In plain language: India’s oil companies were bleeding quietly so that voters would not feel the pain at the pump. The IPL season and the state elections created political pressure to hold prices. The moment both ended, the gates opened.

City by City: Where the Pain Is Worst

The price increases happened in phases through May 2026. The first major hike came on May 15, followed by multiple revisions within days. By May 25, petrol and diesel prices had climbed sharply across most cities. In Delhi, petrol prices moved from around ₹94–95 per litre to above ₹100 per litre within less than two weeks.

Mumbai, which has historically had the highest petrol prices in India due to state VAT, crossed ₹106 per litre. In Patna, where state taxes are lower, petrol settled around ₹98–99 per litre. In Bengaluru — India’s tech capital where millions of two-wheeler commuters fill up daily — petrol crossed ₹101 per litre for the first time. In smaller cities and towns across Bihar, UP, and Rajasthan, where daily wages are lower and fuel consumption as a percentage of income is higher, the pain is the most acute.

The Ripple Effects: Why Fuel Prices Touch Everything

This is what non-economists miss about fuel price hikes. It is never just about the pump. Every rupee increase in petrol and diesel sends shockwaves through the entire economy.

Truck drivers who carry vegetables, fruits, and grains from farms to mandis pay more for diesel. They pass that cost to the wholesale traders. Wholesale traders pass it to retail vendors. Retail vendors pass it to consumers. A 15% increase in diesel prices does not translate to a 15% increase in tomato prices — but it contributes to a 3–5% increase in the cost of almost every food item that travels more than 50 kilometres to reach your kitchen.

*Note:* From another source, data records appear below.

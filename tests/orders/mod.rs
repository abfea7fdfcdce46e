use uuid::Uuid;

use oficina::api::PlatformClient;
use oficina::service::orders::{OrderFilter, OrderMetrics, OrderService, OrderStatus};
use oficina_test_utils::prelude::*;

#[tokio::test]
/// Expect a tenant-scoped listing with client-side search and derived metrics
async fn test_order_listing_with_metrics() -> Result<(), TestError> {
    let test = TestBuilder::new()
        .with_orders(
            vec![
                platform::order_json(101, "open", None),
                platform::order_json(102, "in_progress", None),
                platform::order_json(103, "delivered", Some(350.0)),
            ],
            1,
        )
        .build()
        .await?;
    let client = PlatformClient::new(test.base_url(), TEST_API_KEY).unwrap();
    let tenant_id = Uuid::parse_str(TEST_TENANT_ID).unwrap();

    let (orders, metrics) = OrderService::new(&client)
        .list_with_metrics(TEST_ACCESS_TOKEN, tenant_id, &OrderFilter::default())
        .await
        .unwrap();

    assert_eq!(orders.len(), 3);
    assert_eq!(orders[0].status, OrderStatus::Open);
    assert_eq!(
        metrics,
        OrderMetrics {
            total: 3,
            open: 1,
            in_progress: 1,
            delivered: 1,
            billed_revenue: 350.0,
            ..OrderMetrics::default()
        }
    );

    test.assert_mocks();

    Ok(())
}

#[tokio::test]
/// Expect the search needle to filter client-side across customer and device
async fn test_order_search_filters_client_side() -> Result<(), TestError> {
    let test = TestBuilder::new()
        .with_orders(
            vec![
                platform::order_json(201, "open", None),
                platform::order_json(202, "ready", None),
            ],
            1,
        )
        .build()
        .await?;
    let client = PlatformClient::new(test.base_url(), TEST_API_KEY).unwrap();
    let tenant_id = Uuid::parse_str(TEST_TENANT_ID).unwrap();

    let filter = OrderFilter {
        search: Some("DELL".to_string()),
        ..OrderFilter::default()
    };
    let orders = OrderService::new(&client)
        .list(TEST_ACCESS_TOKEN, tenant_id, &filter)
        .await
        .unwrap();

    // Every fixture order is a Dell notebook; a non-matching needle returns nothing.
    assert_eq!(orders.len(), 2);

    let filter = OrderFilter {
        search: Some("iphone".to_string()),
        ..OrderFilter::default()
    };
    let test2 = TestBuilder::new()
        .with_orders(vec![platform::order_json(301, "open", None)], 1)
        .build()
        .await?;
    let client2 = PlatformClient::new(test2.base_url(), TEST_API_KEY).unwrap();
    let orders = OrderService::new(&client2)
        .list(TEST_ACCESS_TOKEN, tenant_id, &filter)
        .await
        .unwrap();

    assert!(orders.is_empty());

    Ok(())
}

Auto-rickshaw fares rise. Bus fares rise. Delivery charges for e-commerce packages rise. School van fees rise. Every service that requires a vehicle to move becomes more expensive — and in India, that is almost every service.

Higher diesel and petrol prices eventually push up transportation, logistics, and daily household expenses, increasing inflationary pressure across the economy. The hikes also highlight how vulnerable India still remains to global energy shocks.

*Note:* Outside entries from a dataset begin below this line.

use thiserror::Error;

/// Errors produced by the platform API wrappers.
///
/// The low-level request helpers classify every failed call into one of these
/// variants so callers can tell transient transport problems apart from data
/// problems without inspecting response bodies themselves.
#[derive(Error, Debug)]
pub enum ApiError {
    #[error("Request to {endpoint} failed with status {status}: {message}")]
    RequestFailed {
        endpoint: String,
        status: u16,
        message: String,
    },
    #[error("Request to {0} timed out")]
    Timeout(String),
    #[error("Expected exactly one row from {table} but none matched the filter")]
    RowNotFound { table: String },
    #[error("Failed to decode response from {endpoint}: {message}")]
    Decode { endpoint: String, message: String },
}
use chrono::{DateTime, TimeDelta, Utc};
use serde::{Deserialize, Serialize};

use crate::model::session::{Session, SessionUser};

/// Error body returned by the platform on failed requests.
///
/// The auth and data planes use different field names, so all known ones are
/// collected and the first present wins.
#[derive(Debug, Default, Deserialize, Serialize)]
pub struct ApiErrorBody {
    #[serde(default, skip_serializing_if = "Option::is_none")]
    pub message: Option<String>,
    #[serde(default, skip_serializing_if = "Option::is_none")]
    pub error_description: Option<String>,
    #[serde(default, skip_serializing_if = "Option::is_none")]
    pub error: Option<String>,
}

impl ApiErrorBody {
    pub fn message(&self) -> String {
        self.message
            .clone()
            .or_else(|| self.error_description.clone())
            .or_else(|| self.error.clone())
            .unwrap_or_else(|| "unknown error".to_string())
    }
}

/// Token grant response from the auth provider.
#[derive(Clone, Debug, Deserialize, Serialize)]
pub struct SessionResponse {
    pub access_token: String,
    pub token_type: String,
    pub expires_in: i64,
    pub refresh_token: String,
    pub user: SessionUser,
}

impl SessionResponse {
    /// Convert the wire response into a cached [`Session`], stamping it with the
    /// current time for freshness tracking.
    pub fn into_session(self, now: DateTime<Utc>) -> Session {
        Session {
            access_token: self.access_token,
            refresh_token: self.refresh_token,
            user: self.user,
            expires_at: now + TimeDelta::seconds(self.expires_in),
            fetched_at: now,
        }
    }
}

#[cfg(test)]
mod tests {
    mod error_body_tests {
        use crate::model::api::ApiErrorBody;

        #[test]
        /// Expect the first populated field to win, with a generic fallback
        fn test_error_body_message_priority() {
            let auth_style: ApiErrorBody =
                serde_json::from_str(r#"{"error_description":"invalid grant"}"#).unwrap();
            let rest_style: ApiErrorBody =
                serde_json::from_str(r#"{"message":"permission denied"}"#).unwrap();
            let empty = ApiErrorBody::default();

            assert_eq!(auth_style.message(), "invalid grant");
            assert_eq!(rest_style.message(), "permission denied");
            assert_eq!(empty.message(), "unknown error");
        }
    }

    mod session_response_tests {
        use chrono::{TimeDelta, Utc};

        use crate::model::api::SessionResponse;

        #[test]
        /// Expect expires_in seconds to translate into an absolute expiry
        fn test_into_session_expiry() {
            let response: SessionResponse = serde_json::from_str(
                r#"{
                    "access_token": "access",
                    "token_type": "bearer",
                    "expires_in": 3600,
                    "refresh_token": "refresh",
                    "user": {
                        "id": "550e8400-e29b-41d4-a716-446655440000",
                        "email": "tech@oficina.app"
                    }
                }"#,
            )
            .unwrap();

            let now = Utc::now();
            let session = response.into_session(now);

            assert_eq!(session.expires_at, now + TimeDelta::seconds(3600));
            assert_eq!(session.fetched_at, now);
            assert_eq!(session.user.email, "tech@oficina.app");
        }
    }
}
//! policysim: rule-based trading policy simulator.
//!
//! Hexagonal architecture: domain logic in [`domain`], port traits in [`ports`],
//! concrete implementations in [`adapters`], command-line front end in [`cli`].

pub mod domain;
pub mod ports;
pub mod adapters;
pub mod cli;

The RBI’s Nightmare: Inflation When It Cannot Cut Rates

The Reserve Bank of India cut interest rates in April 2026 — its first rate cut in years — hoping to stimulate a slowing economy. The fuel price hike threatens to undo that stimulus immediately.

Higher fuel prices push consumer price inflation higher. When inflation rises, the RBI cannot cut rates further — and may even be forced to reverse course and hike. This is the policy trap India is in: a weakening economy that needs lower interest rates, and surging inflation that prevents them.

Opposition parties have been quick to capitalise. The Congress demanded an immediate rollback of central excise duty on fuel, pointing out that the Centre currently collects approximately ₹21 per litre on petrol and ₹16 per litre on diesel in central excise alone — revenue that could be used to cushion consumers from global price volatility without the oil companies absorbing losses.

The Only Solution: Hormuz Must Reopen

There is only one way this ends — and it has nothing to do with India’s domestic politics or the RBI’s monetary policy tools. The Strait of Hormuz must reopen. The U.S.–Iran standoff that has kept crude oil elevated since late 2025 is the root cause of everything India is experiencing at the pump today.

PM Modi’s recent UAE visit addressed this directly — the UAE is building a bypass pipeline to the Port of Fujairah specifically to route oil around the Hormuz chokepoint. But that pipeline is two years from completion. In the meantime, India’s 1.4 billion people fill their tanks, watch the numbers climb, and wait for a geopolitical crisis 3,000 kilometres away to finally resolve itself.

Until it does, every trip to the petrol pump in India is a reminder of just how deeply connected this country’s daily life is to the price of oil in the Persian Gulf.